From a glance, TikTok seems to be harmless. The app allows users to create short videos, which can include music, dancing, humor, and much more. But behind its benign exterior, lies a real threat to the privacy of its users.
Along with other social media apps, TikTok’s exploits have been well documented over the past few years. According to Scott MacFarlane of CBS News, “The popular social media app tracks its users’ likes, dislikes and personal information, including email addresses, phone numbers and WiFi networks.”
The parent company of TikTok is a Chinese-owned company named ByteDance. Due to the Chinese government’s control over private industry, it could easily access the plethora of information that ByteDance takes in. And it almost certainly has.

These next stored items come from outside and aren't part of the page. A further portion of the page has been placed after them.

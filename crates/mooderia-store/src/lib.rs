//! # mooderia-store
//!
//! Local storage for the Mooderia application, backed by SQLite.
//!
//! The crate exposes a synchronous [`Database`] handle that wraps a
//! `rusqlite::Connection` and provides typed helpers for the message
//! log and the user directory, plus a JSON snapshot format compatible
//! with the legacy string-keyed browser storage. [`SessionStore`] binds
//! a database to one signed-in user and implements the conversation
//! core's store port.

pub mod database;
pub mod messages;
pub mod migrations;
pub mod session_store;
pub mod snapshot;
pub mod users;

mod error;

pub use database::Database;
pub use error::StoreError;
pub use session_store::SessionStore;
pub use snapshot::{ImportStats, SnapshotPayload};
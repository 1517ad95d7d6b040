/// Application name
pub const APP_NAME: &str = "Mooderia";

/// Model used for the reasoning-heavy personas (psychiatrist,
/// nutritionist, study guide).
pub const MODEL_PRO: &str = "gemini-3-pro-preview";

/// Model used for the quick, flavor personas (fortune teller,
/// horoscope, compatibility).
pub const MODEL_FLASH: &str = "gemini-3-flash-preview";

/// Path of the generation proxy endpoint, relative to the proxy base URL.
pub const GENERATE_PATH: &str = "/api/generate";

/// Default HTTP API port (server)
pub const DEFAULT_HTTP_PORT: u16 = 8080;

/// Snapshot key under which the user directory is persisted.
pub const SNAPSHOT_KEY_USERS: &str = "mooderia_all_users";

/// Snapshot key under which the message log is persisted.
pub const SNAPSHOT_KEY_MESSAGES: &str = "mooderia_messages";
//! Wire types for the generation proxy.
//!
//! These match the proxy's JSON contract field for field (camelCase);
//! the same request struct is mapped onto the upstream REST format by
//! [`crate::upstream`].

use serde::{Deserialize, Serialize};

/// A generation request as accepted by `POST /api/generate`.
#[derive(Debug, Clone, Serialize, Deserialize, PartialEq)]
#[serde(rename_all = "camelCase")]
pub struct GenerateRequest {
    pub model: String,
    pub contents: String,
    #[serde(default, skip_serializing_if = "Option::is_none")]
    pub config: Option<GenerateConfig>,
}

impl GenerateRequest {
    pub fn new(model: impl Into<String>, contents: impl Into<String>) -> Self {
        Self {
            model: model.into(),
            contents: contents.into(),
            config: None,
        }
    }

    pub fn with_system_instruction(mut self, instruction: impl Into<String>) -> Self {
        self.config
            .get_or_insert_with(GenerateConfig::default)
            .system_instruction = Some(instruction.into());
        self
    }

    /// Constrain the response to JSON matching `schema`.
    pub fn with_json_schema(mut self, schema: serde_json::Value) -> Self {
        let config = self.config.get_or_insert_with(GenerateConfig::default);
        config.response_mime_type = Some("application/json".to_string());
        config.response_schema = Some(schema);
        self
    }
}

/// Optional generation configuration.
#[derive(Debug, Clone, Default, Serialize, Deserialize, PartialEq)]
#[serde(rename_all = "camelCase")]
pub struct GenerateConfig {
    #[serde(default, skip_serializing_if = "Option::is_none")]
    pub system_instruction: Option<String>,
    #[serde(default, skip_serializing_if = "Option::is_none")]
    pub response_mime_type: Option<String>,
    #[serde(default, skip_serializing_if = "Option::is_none")]
    pub response_schema: Option<serde_json::Value>,
}

/// Success body of the proxy.
#[derive(Debug, Clone, Serialize, Deserialize)]
pub struct GenerateResponse {
    pub text: String,
}

/// Structured result of the love-compatibility helper.
#[derive(Debug, Clone, Serialize, Deserialize, PartialEq)]
pub struct LovePrediction {
    pub percentage: f64,
    pub reason: String,
}

impl LovePrediction {
    /// The recovery value used when the model returns text that is not
    /// valid JSON.
    pub fn invalid_json() -> Self {
        Self {
            percentage: 0.0,
            reason: "AI returned invalid JSON.".to_string(),
        }
    }
}
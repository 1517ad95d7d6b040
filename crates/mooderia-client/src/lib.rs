//! # mooderia-client
//!
//! Application glue for a Mooderia UI host: signed-in state, the
//! command layer a front end invokes, and the event payloads it
//! receives back. No rendering lives here; a desktop shell or web
//! front end calls the commands and draws the DTOs they return.

pub mod commands;
pub mod error;
pub mod events;
pub mod state;

pub use error::ClientError;
pub use state::AppState;

use tracing_subscriber::{fmt, EnvFilter};

/// Initialize tracing for a client host (respects RUST_LOG).
pub fn init_tracing() {
    let filter = EnvFilter::try_from_default_env().unwrap_or_else(|_| {
        EnvFilter::new("mooderia_client=debug,mooderia_chat=debug,mooderia_store=info,warn")
    });

    fmt()
        .with_env_filter(filter)
        .with_target(true)
        .with_thread_ids(false)
        .with_file(false)
        .with_line_number(false)
        .init();
}
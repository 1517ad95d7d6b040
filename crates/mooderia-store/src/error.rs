use thiserror::Error;

/// Errors produced by the store layer.
#[derive(Error, Debug)]
pub enum StoreError {
    /// SQLite error.
    #[error("Database error: {0}")]
    Sqlite(#[from] rusqlite::Error),

    /// Failed to determine a platform data directory.
    #[error("Could not determine application data directory")]
    NoDataDir,

    /// Generic I/O error (e.g. creating the database directory).
    #[error("IO error: {0}")]
    Io(#[from] std::io::Error),

    /// A query expected exactly one row but found none.
    #[error("Record not found")]
    NotFound,

    /// Migration failure.
    #[error("Migration error: {0}")]
    Migration(String),

    /// UUID parsing error.
    #[error("UUID error: {0}")]
    Uuid(#[from] uuid::Error),

    /// Snapshot (de)serialization error.
    #[error("Snapshot error: {0}")]
    Snapshot(#[from] serde_json::Error),

    /// Snapshot contained a value the schema cannot represent.
    #[error("Invalid snapshot: {0}")]
    InvalidSnapshot(String),

    /// Chrono parsing error.
    #[error("Timestamp parse error: {0}")]
    ChronoParse(#[from] chrono::ParseError),
}

/// Convenience alias used throughout the crate.
pub type Result<T> = std::result::Result<T, StoreError>;
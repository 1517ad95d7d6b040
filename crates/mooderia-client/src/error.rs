use thiserror::Error;

/// Errors surfaced to the UI host by the command layer.
#[derive(Error, Debug)]
pub enum ClientError {
    #[error("No citizen signed in")]
    NoCurrentUser,

    #[error("Database not opened")]
    NoDatabase,

    #[error("Store error: {0}")]
    Store(#[from] mooderia_store::StoreError),

    #[error("AI error: {0}")]
    Ai(#[from] mooderia_ai::AiError),
}
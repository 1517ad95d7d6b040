use thiserror::Error;

/// Errors produced by the generation layer.
#[derive(Error, Debug)]
pub enum AiError {
    /// Transport-level failure (DNS, TLS, connection reset, ...).
    #[error("HTTP error: {0}")]
    Http(#[from] reqwest::Error),

    /// The upstream or the proxy answered with a non-success status.
    #[error("Upstream error ({status}): {body}")]
    Upstream { status: u16, body: String },

    /// No credential available on any transport path.
    #[error("No API key configured")]
    MissingCredential,

    /// The model answered, but with no text at all.
    #[error("No response text received from the model")]
    EmptyResponse,

    /// The upstream answer did not have the expected shape.
    #[error("Malformed upstream response: {0}")]
    MalformedResponse(String),
}
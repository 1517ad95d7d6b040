//! Persona commands.
//!
//! This is the boundary where typed generation failures collapse into
//! the fixed placeholder strings a UI shows. The service layer below
//! keeps the distinction so other callers can still tell failure from
//! content.

use tracing::warn;

use mooderia_ai::personas::{daily_horoscope, love_prediction, persona_response, planetary_insights};
use mooderia_ai::{AiClient, AiError, LovePrediction, Persona};
use mooderia_shared::ZodiacSign;

use crate::error::ClientError;

/// Shown when no transport path can produce text.
pub const PLACEHOLDER_UNAVAILABLE: &str = "(AI unavailable — no API key configured)";

/// Shown when the model answered with empty text.
pub const PLACEHOLDER_EMPTY: &str = "(AI returned empty response)";

/// Collapse a generation outcome into displayable text.
fn collapse(result: Result<String, AiError>) -> String {
    match result {
        Ok(text) => text,
        Err(AiError::EmptyResponse) => PLACEHOLDER_EMPTY.to_string(),
        Err(e) => {
            warn!(error = %e, "generation failed, showing placeholder");
            PLACEHOLDER_UNAVAILABLE.to_string()
        }
    }
}

pub async fn ask_psychiatrist(client: &AiClient, message: &str) -> String {
    collapse(persona_response(client, Persona::Psychiatrist, message).await)
}

pub async fn ask_nutritionist(client: &AiClient, message: &str) -> String {
    collapse(persona_response(client, Persona::Nutritionist, message).await)
}

pub async fn ask_study_guide(client: &AiClient, message: &str) -> String {
    collapse(persona_response(client, Persona::StudyGuide, message).await)
}

pub async fn ask_fortune_teller(client: &AiClient, question: &str) -> String {
    collapse(persona_response(client, Persona::FortuneTeller, question).await)
}

pub async fn get_daily_horoscope(client: &AiClient, sign: ZodiacSign) -> String {
    collapse(daily_horoscope(client, sign).await)
}

pub async fn get_planetary_insights(client: &AiClient, sign: ZodiacSign) -> String {
    collapse(planetary_insights(client, sign).await)
}

/// Love compatibility keeps its error: a model that returns no text at
/// all is fatal to this call, while unparsable JSON was already
/// recovered below into the zero-percentage fallback.
pub async fn predict_love(
    client: &AiClient,
    sign1: ZodiacSign,
    sign2: ZodiacSign,
) -> Result<LovePrediction, ClientError> {
    Ok(love_prediction(client, sign1, sign2).await?)
}

#[cfg(test)]
mod tests {
    use super::*;
    use mooderia_ai::AiConfig;

    #[test]
    fn collapse_maps_empty_and_unavailable_differently() {
        assert_eq!(collapse(Err(AiError::EmptyResponse)), PLACEHOLDER_EMPTY);
        assert_eq!(
            collapse(Err(AiError::MissingCredential)),
            PLACEHOLDER_UNAVAILABLE
        );
        assert_eq!(collapse(Ok("stars".to_string())), "stars");
    }

    #[tokio::test]
    async fn unconfigured_client_yields_placeholder_not_error() {
        let client = AiClient::new(AiConfig::default());
        let reply = ask_fortune_teller(&client, "Will it rain?").await;
        assert_eq!(reply, PLACEHOLDER_UNAVAILABLE);
    }

    #[tokio::test]
    async fn unconfigured_love_prediction_propagates_the_error() {
        let client = AiClient::new(AiConfig::default());
        assert!(predict_love(&client, ZodiacSign::Leo, ZodiacSign::Virgo)
            .await
            .is_err());
    }
}
//! Persona helpers.
//!
//! Each persona is a fixed system-prompt template bound to one
//! conversational character. The reasoning-heavy personas run on the
//! pro model, the flavor personas on flash.

use serde_json::json;

use mooderia_shared::constants::{MODEL_FLASH, MODEL_PRO};
use mooderia_shared::ZodiacSign;

use crate::client::AiClient;
use crate::error::AiError;
use crate::types::{GenerateRequest, LovePrediction};

/// The free-text conversational personas.
#[derive(Debug, Clone, Copy, PartialEq, Eq)]
pub enum Persona {
    Psychiatrist,
    Nutritionist,
    StudyGuide,
    FortuneTeller,
}

impl Persona {
    pub fn model(&self) -> &'static str {
        match self {
            Persona::Psychiatrist | Persona::Nutritionist | Persona::StudyGuide => MODEL_PRO,
            Persona::FortuneTeller => MODEL_FLASH,
        }
    }

    pub fn system_instruction(&self) -> &'static str {
        match self {
            Persona::Psychiatrist => {
                "You are Dr. Philippe Pinel, a compassionate and expert psychiatrist in the city \
                 of Mooderia. You provide helpful advice for mental well-being while maintaining \
                 a professional yet friendly tone. You were formerly known as Dr. Mood."
            }
            Persona::Nutritionist => {
                "You are Dr. Antoine Lavoisier, a professional nutritionist in Mooderia. You \
                 guide users on meal plans and wellness. You were formerly known as Dr. Health."
            }
            Persona::StudyGuide => {
                "You are Sir Clark (formerly known as Sir Ron Clark), an inspiring and energetic \
                 educator in Mooderia. You help students with study methods, provide words of \
                 wisdom, and assist with assignments by explaining concepts clearly and \
                 motivating them to achieve excellence."
            }
            Persona::FortuneTeller => {
                "You are a mystical fortune teller. Your answers are short, poetic, and slightly \
                 mysterious."
            }
        }
    }

    /// Build the request for one user message addressed to this persona.
    pub fn request(&self, message: &str) -> GenerateRequest {
        let contents = match self {
            // The fortune teller answers a question, not a chat turn.
            Persona::FortuneTeller => {
                format!("Predict the answer to this question in a mystical way: {message}")
            }
            _ => message.to_string(),
        };
        GenerateRequest::new(self.model(), contents)
            .with_system_instruction(self.system_instruction())
    }
}

/// Ask a persona for a reply to one message.
pub async fn persona_response(
    client: &AiClient,
    persona: Persona,
    message: &str,
) -> Result<String, AiError> {
    client.generate(&persona.request(message)).await
}

/// Daily horoscope for one sign: three encouraging sentences.
pub async fn daily_horoscope(client: &AiClient, sign: ZodiacSign) -> Result<String, AiError> {
    let req = GenerateRequest::new(
        MODEL_FLASH,
        format!("Provide a daily horoscope for {sign} today."),
    )
    .with_system_instruction(
        "You are an expert astrologer. Provide a 3-sentence horoscope that is encouraging and \
         insightful.",
    );
    client.generate(&req).await
}

/// Longer-form plain-text reading of the current planetary transits.
pub async fn planetary_insights(client: &AiClient, sign: ZodiacSign) -> Result<String, AiError> {
    let req = GenerateRequest::new(
        MODEL_FLASH,
        format!(
            "Explain how current planetary movements affect the mood of a {sign} today. Include \
             one specific planet in transit."
        ),
    )
    .with_system_instruction(
        "You are a cosmic astrologer providing deep, personalized insights based on planetary \
         aspects. CRITICAL: Do not use any Markdown symbols like asterisks (*), hashtags (#), or \
         dashes (-) for formatting. Provide the response as plain, natural text organized into \
         multiple clear paragraphs. Do not return a single long line of text.",
    );
    client.generate(&req).await
}

/// Love compatibility between two signs, as schema-constrained JSON.
///
/// "No text at all" is fatal and propagates; "text that is not valid
/// JSON" is recovered into the zero-percentage fallback.
pub async fn love_prediction(
    client: &AiClient,
    sign1: ZodiacSign,
    sign2: ZodiacSign,
) -> Result<LovePrediction, AiError> {
    let req = GenerateRequest::new(
        MODEL_FLASH,
        format!(
            "Predict love compatibility between {sign1} and {sign2}. Return only a JSON object \
             with 'percentage' (0-100) and 'reason' (detailed multi-sentence explanation)."
        ),
    )
    .with_json_schema(json!({
        "type": "OBJECT",
        "properties": {
            "percentage": { "type": "NUMBER" },
            "reason": { "type": "STRING" }
        },
        "required": ["percentage", "reason"]
    }));

    let text = client.generate(&req).await?;
    Ok(parse_love_prediction(&text))
}

fn parse_love_prediction(text: &str) -> LovePrediction {
    serde_json::from_str(text.trim()).unwrap_or_else(|e| {
        tracing::warn!(error = %e, "love prediction was not valid JSON");
        LovePrediction::invalid_json()
    })
}
//! # mooderia-chat
//!
//! The conversation core: pure projections over a flat direct-message
//! log (partners, transcripts, unread counts) and the peer-selection
//! state machine that drives the mark-read side effect.
//!
//! The crate never reads ambient storage and never mutates the log it
//! is given. Mutation is requested through the [`ConversationStore`]
//! port, which the storage layer implements. All projections are
//! recomputed from the full log on every call; the expected data
//! volume is a single person's message history, so there is no
//! incremental index to keep in sync.

pub mod projections;
pub mod session;

pub use projections::{conversation_partners, search_directory, transcript, unread_counts};
pub use session::{ChatSession, ConversationStore, Selection};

Buzzfeed News gained access to leaked internal audio from TikTok meetings. According to Emily Baker-White of Buzzfeed News, “The recordings contain 14 statements from nine different TikTok employees indicating that engineers in China had access to US data between September 2021 and January 2022, at the very least.”
As of Feb. 22, more than 25 colleges and universities around the country have banned Tik Tok from their devices and WiFi networks to ensure safety for students. Among the high profile universities to ban TikTok include Auburn University, University of Texas at Austin and the University of Mississippi. It is time for Brophy to do the same.
Additionally, President Joe Biden signed a bill at the end of last year which prohibits the use of TikTok on all government devices, with a few small exceptions.
Brophy needs to ban TikTok from its WiFi, because its students’ security is at risk. Even though the information about the majority of students would not be interesting to the Chinese government, it can be used to identify family, friends and neighbors, as well as to assemble broad trends about U.S. citizens.
If students want to continue to utilize the app, they can certainly do so off campus or on cellular data. However, Brophy must not condone the flagrant theft of personal information by anyone.